Scene headings seem straightforward, but a few common errors trip up writers at every level. Avoiding these will keep your script looking polished.

Inconsistent Location Names

If you call a location "SARAH'S APARTMENT" in one scene heading, do not call it "SARAH'S PLACE" or "THE APARTMENT" in the next. Every time you change the name, a script breakdown tool (and a confused assistant director) will treat it as a different location. Pick one name and use it consistently throughout the entire screenplay.

Overly Specific Locations

Do not write "INT. THE FANCY ITALIAN RESTAURANT ON 5TH AND MAIN WHERE TONY PROPOSED TO MARIA - NIGHT." Scene headings are identifiers, not descriptions. Call it "INT. ITALIAN RESTAURANT - NIGHT" and let the action lines provide atmosphere.

Missing INT./EXT.

Every primary scene heading must begin with INT., EXT., or INT./EXT. Omitting this prefix is one of the most common formatting errors. Without it, the heading is technically a secondary scene heading, which carries different implications for scene numbering and production breakdowns.

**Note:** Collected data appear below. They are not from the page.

use derive_more::derive::{Display, Error};
use embedded_hal::{digital, pwm};

/// A specialized `Result` where the error is this crate's `Error` type.
pub type Result<T, E = Error> = core::result::Result<T, E>;

/// Define a unified error type for this crate.
#[derive(Debug, Display, Error)]
pub enum Error {
    // `embedded_hal`'s `ErrorKind`s (and the esp-hal driver errors below) do not implement
    // `core::error::Error`, so `#[error(not(source))]` keeps `derive_more` from treating them
    // as a source.
    #[display("Mode switch read failed: {_0:?}")]
    DigitalRead(#[error(not(source))] digital::ErrorKind),

    #[display("Dial read failed")]
    AnalogRead,

    #[display("Servo PWM write failed: {_0:?}")]
    Pwm(#[error(not(source))] pwm::ErrorKind),

    #[cfg(feature = "esp32")]
    #[display("Servo timer configuration failed: {_0:?}")]
    ServoTimer(#[error(not(source))] esp_hal::ledc::timer::Error),

    #[cfg(feature = "esp32")]
    #[display("Servo channel configuration failed: {_0:?}")]
    ServoChannel(#[error(not(source))] esp_hal::ledc::channel::Error),

    #[cfg(feature = "esp32")]
    #[display("Serial console configuration failed: {_0:?}")]
    SerialConfig(#[error(not(source))] esp_hal::uart::ConfigError),
}

#[cfg(feature = "esp32")]
impl From<esp_hal::ledc::timer::Error> for Error {
    fn from(err: esp_hal::ledc::timer::Error) -> Self {
        Self::ServoTimer(err)
    }
}

#[cfg(feature = "esp32")]
impl From<esp_hal::ledc::channel::Error> for Error {
    fn from(err: esp_hal::ledc::channel::Error) -> Self {
        Self::ServoChannel(err)
    }
}

#[cfg(feature = "esp32")]
impl From<esp_hal::uart::ConfigError> for Error {
    fn from(err: esp_hal::uart::ConfigError) -> Self {
        Self::SerialConfig(err)
    }
}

Adding Description to the Scene Heading

The scene heading is not the place for description. Do not write "INT. LIVING ROOM, MESSY AND DARK - NIGHT." The heading identifies location and time, nothing more. Description goes in the action lines that follow.

INT. LIVING ROOM - NIGHT
Clothes draped over every surface. Pizza boxes stacked on the coffee table. The only light comes from a muted television.
Never include character names in scene headings (e.g., "INT. KITCHEN - JOHN ENTERS - NIGHT"). The scene heading identifies the location and time. Which characters are present, and what they are doing, belongs in the action lines.

Forgetting Time of Day

Every primary scene heading needs a time of day. Leaving it off creates ambiguity for the reader and causes real problems during production scheduling. Even if the time does not feel important to the story, the DP needs to know whether to set up day or night lighting. When in doubt, use DAY or NIGHT.